The revamped housing plan is moving at blistering speeds, already adding 40,204 affordable apartments in an industry defined by lengthy timeframes. In 2015, 7,169 new affordable units were constructed by the City while 13,862 units were preserved as affordable. Though these units vastly improve the lives of the lucky few who receive them, they fail to significantly alter the unfair market.

In San Francisco, there is a density bonus bill in the works that allows projects that reserve 30 percent or more of the development’s units for low or middle income to add two stories to the project. New York City’s current bonuses are limited to a 1987 program in only a few of the highest-density districts that allows “each square foot of floor area dedicated to affordable housing, the development can receive between 1.25 and 3.5 square feet of bonus floor area.” The only other incentive is found in a 2005 program expanded to a few less dense districts, granting a 33 percent floor area increase when at least 20 percent of residential floor area is for affordable housing.  

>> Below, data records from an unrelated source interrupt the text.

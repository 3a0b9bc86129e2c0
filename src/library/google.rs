//! Photos Library API client.
//!
//! Implements [`MediaSource`] on top of `POST /v1/mediaItems:search` with a
//! date filter. The API filters on whole calendar dates, so the instants of a
//! [`SearchRequest`] are reduced to their dates in their own offset.
//!
//! # Example
//!
//! ```no_run
//! use armpup::library::{DayCache, GooglePhotosClient};
//! use armpup::signal::ShutdownHandler;
//! use chrono::DateTime;
//!
//! let client = GooglePhotosClient::new("ya29.access-token").unwrap();
//! let mut cache = DayCache::new(client);
//! let t = DateTime::parse_from_rfc3339("2021-06-01T12:00:00Z").unwrap();
//! if let Some(item) = cache.lookup(&t, &ShutdownHandler::new()).unwrap() {
//!     println!("{}", item.product_url);
//! }
//! ```

use std::time::Duration;

use chrono::{DateTime, Datelike, FixedOffset};
use reqwest::blocking::Client;
use reqwest::StatusCode;
use serde::{Deserialize, Serialize};

use super::source::{MediaSource, PageVisitor, SearchRequest};
use super::{LibraryError, MediaItem};
use crate::signal::ShutdownHandler;

/// Default API root.
pub const DEFAULT_API_BASE: &str = "https://photoslibrary.googleapis.com";

/// Largest page size the search endpoint accepts.
pub const MAX_PAGE_SIZE: u32 = 100;

/// Default HTTP timeout in seconds.
pub const DEFAULT_TIMEOUT_SECS: u64 = 30;

/// A calendar date as the API expects it.
#[derive(Debug, Clone, Copy, PartialEq, Eq, Serialize)]
pub struct ApiDate {
    pub year: i32,
    pub month: u32,
    pub day: u32,
}

impl ApiDate {
    /// The calendar date of an instant in its own offset.
    #[must_use]
    pub fn of(instant: &DateTime<FixedOffset>) -> Self {
        Self {
            year: instant.year(),
            month: instant.month(),
            day: instant.day(),
        }
    }
}

#[derive(Debug, Clone, Copy, PartialEq, Eq, Serialize)]
#[serde(rename_all = "camelCase")]
pub struct DateRange {
    pub start_date: ApiDate,
    pub end_date: ApiDate,
}

impl From<&SearchRequest> for DateRange {
    fn from(request: &SearchRequest) -> Self {
        Self {
            start_date: ApiDate::of(&request.start),
            end_date: ApiDate::of(&request.end),
        }
    }
}

#[derive(Debug, Serialize)]
#[serde(rename_all = "camelCase")]
struct DateFilter {
    ranges: Vec<DateRange>,
}

#[derive(Debug, Serialize)]
#[serde(rename_all = "camelCase")]
struct Filters {
    date_filter: DateFilter,
}

/// Body of a `mediaItems:search` call.
#[derive(Debug, Serialize)]
#[serde(rename_all = "camelCase")]
struct SearchBody<'a> {
    page_size: u32,
    #[serde(skip_serializing_if = "Option::is_none")]
    page_token: Option<&'a str>,
    filters: Filters,
}

/// One page of search results.
#[derive(Debug, Default, Deserialize)]
#[serde(rename_all = "camelCase")]
struct SearchPage {
    #[serde(default)]
    media_items: Vec<MediaItem>,
    #[serde(default)]
    next_page_token: Option<String>,
}

impl SearchPage {
    fn next_token(&self) -> Option<&str> {
        self.next_page_token.as_deref().filter(|t| !t.is_empty())
    }
}

/// Blocking client for the Photos Library search endpoint.
#[derive(Debug, Clone)]
pub struct GooglePhotosClient {
    http: Client,
    api_base: String,
    access_token: String,
    page_size: u32,
}

impl GooglePhotosClient {
    /// Create a client authenticated with a bearer token.
    ///
    /// # Errors
    ///
    /// Returns an error if the HTTP client cannot be built.
    pub fn new(access_token: impl Into<String>) -> Result<Self, LibraryError> {
        Self::with_timeout(access_token, Duration::from_secs(DEFAULT_TIMEOUT_SECS))
    }

    /// Create a client with an explicit request timeout.
    ///
    /// # Errors
    ///
    /// Returns an error if the HTTP client cannot be built.
    pub fn with_timeout(
        access_token: impl Into<String>,
        timeout: Duration,
    ) -> Result<Self, LibraryError> {
        let http = Client::builder()
            .timeout(timeout)
            .user_agent(concat!("armpup/", env!("CARGO_PKG_VERSION")))
            .build()?;
        Ok(Self {
            http,
            api_base: DEFAULT_API_BASE.to_string(),
            access_token: access_token.into(),
            page_size: MAX_PAGE_SIZE,
        })
    }

    /// Point the client at a different API root.
    #[must_use]
    pub fn with_api_base(mut self, api_base: impl Into<String>) -> Self {
        self.api_base = api_base.into().trim_end_matches('/').to_string();
        self
    }

    /// Set the number of items requested per page (clamped to 1..=100).
    #[must_use]
    pub fn with_page_size(mut self, page_size: u32) -> Self {
        self.page_size = page_size.clamp(1, MAX_PAGE_SIZE);
        self
    }

    #[must_use]
    pub fn page_size(&self) -> u32 {
        self.page_size
    }

    fn search_url(&self) -> String {
        format!("{}/v1/mediaItems:search", self.api_base)
    }

    fn fetch_page(&self, body: &SearchBody<'_>) -> Result<SearchPage, LibraryError> {
        let response = self
            .http
            .post(self.search_url())
            .bearer_auth(&self.access_token)
            .json(body)
            .send()?;
        let status = response.status();
        let text = response.text()?;
        parse_page(status, text)
    }
}

/// Turn a raw response into a page, keeping the body on failure.
fn parse_page(status: StatusCode, body: String) -> Result<SearchPage, LibraryError> {
    if !status.is_success() {
        return Err(LibraryError::Status {
            code: status.as_u16(),
            body,
        });
    }
    // The API answers `{}` when a search has no results.
    serde_json::from_str::<SearchPage>(&body).map_err(|source| {
        log::error!("Failed to decode search response");
        LibraryError::UnexpectedBody { body, source }
    })
}

impl MediaSource for GooglePhotosClient {
    fn search(
        &self,
        request: &SearchRequest,
        cancel: &ShutdownHandler,
        visit: &mut PageVisitor<'_>,
    ) -> Result<(), LibraryError> {
        let range = DateRange::from(request);
        let mut token: Option<String> = None;
        let mut pages = 0usize;

        loop {
            if cancel.is_shutdown_requested() {
                return Err(LibraryError::Cancelled);
            }

            let body = SearchBody {
                page_size: self.page_size,
                page_token: token.as_deref(),
                filters: Filters {
                    date_filter: DateFilter {
                        ranges: vec![range],
                    },
                },
            };
            let page = self.fetch_page(&body)?;
            pages += 1;
            token = page.next_token().map(str::to_string);
            log::trace!(
                "Search page {} returned {} items",
                pages,
                page.media_items.len()
            );

            visit(page.media_items)?;
            if token.is_none() {
                break;
            }
        }

        log::debug!("Search finished after {} page(s)", pages);
        Ok(())
    }
}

Government plays a decreasing role in affordable housing construction and contributes relatively less towards financing housing development. The New York Times reported that Governor Cuomo’s 2016 Housing Plan and the feud between the Mayor and the Governor could undercut bond financing and other subsidies for New York City developments.

The density bonus would greatly improve the pipeline by engaging the private sector in a method that’s impervious to the politics of public spending. Rent control and other artificial tinkering of a free market, while important tools, will not alone solve the problem. New York City has the transportation infrastructure and city services to accommodate a slight increase in density, something not to be afraid of.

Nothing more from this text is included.